Facultative Carnivore Reasons
This database provides evidence for a hypothesis that humans evolved into facultative carnivores, a type of omnivore that thrives off an all-meat diet, but can survive on fallback foods like gathered plants. We would expect a roughly herbivorous diet with our Last Common Ancestor of Chimpanzees, between 6-10 million years ago. It may have been somewhat bipedal and somewhat arborial. What caused it to evolve to have some many different charactistics compared to other apes? One possibility is that early humans hunted small prey in forests and scavenged for meat on savannahs, increasing the amount of animal protein and fat in their diets. Perhaps persistence running played a role in allowing us to capture megafauna that run away, while tool enhancement, traps, and cooperation allowed us to capture and eat the largest megafauna. We may have targeted the "prime adults" at best seasonal opportunity when animals are known to carry more fat. We could characterize ourselves as omnivores, facultative carnivores, carnivores, apex carnivores, lipivores who nutritionally thrive on a high-fat (60-85% calories), moderate protein (15-35% calories), zerocarb (less than 5% calories, as low as 0 grams/day), zero fiber (0 grams/day), low linoleic acid (2-5% total calories), high omega balance ( total n-3 pufa / total pufa * 100).

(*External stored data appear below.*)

use async_trait::async_trait;
use serde::Serialize;

use crate::{
    db::error::DbResult,
    models::{AuditLogEntry, AuditTotals, NewAuditLogEntry},
};

/// Result of one compaction.
#[derive(Debug, Clone, Serialize)]
pub struct CompactionOutcome {
    /// Raw rows folded by this run.
    pub rows_folded: i64,
    /// The aggregated row now standing in for them.
    pub aggregate: AuditLogEntry,
}

#[async_trait]
pub trait AuditLogRepo: Send + Sync {
    /// Append a raw row.
    async fn append(&self, entry: NewAuditLogEntry) -> DbResult<AuditLogEntry>;

    /// Number of raw (not aggregated) rows for a user.
    async fn count_raw(&self, user_id: &str) -> DbResult<i64>;

    /// Most recent rows first, aggregated rows included.
    async fn list_recent(&self, user_id: &str, limit: i64) -> DbResult<Vec<AuditLogEntry>>;

    /// Sums over every row of a user.
    async fn totals(&self, user_id: &str) -> DbResult<AuditTotals>;

    /// Fold every raw row except the `keep_recent` newest, together with any
    /// existing aggregated row, into a single aggregated row.
    ///
    /// Runs in one transaction. Returns `None` without writing when there are
    /// no raw rows beyond `keep_recent`.
    async fn compact(&self, user_id: &str, keep_recent: i64)
    -> DbResult<Option<CompactionOutcome>>;
}
//! Shared database repository test infrastructure
//!
//! Each repository has a test module (e.g., `usage.rs`) containing shared
//! test functions that take `&dyn XxxRepo` (or a context of several repos),
//! and a `sqlite_tests` module that runs them against an in-memory database
//! with the real migrations applied.

mod audit_logs;
pub mod harness;
mod renewals;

However, we do find evidence of increasing plant consumption, especially since the dawn of agriculture, which have led to certain genetic changes that may have made us better omnivores than facultative carnivores. That said, the bulk of our evolution history appears to be under a carnivorous context, so using carnivore diets today may lead to fewer evolutionary mismatches. So the hypothesis is focused on hypercarnivorous diets that led to the best health, whereas hypocarnivorous diets allow survivability, but increase chronic disease in various ways, and have become necessary as megafauna access was wiped out over thousands of years.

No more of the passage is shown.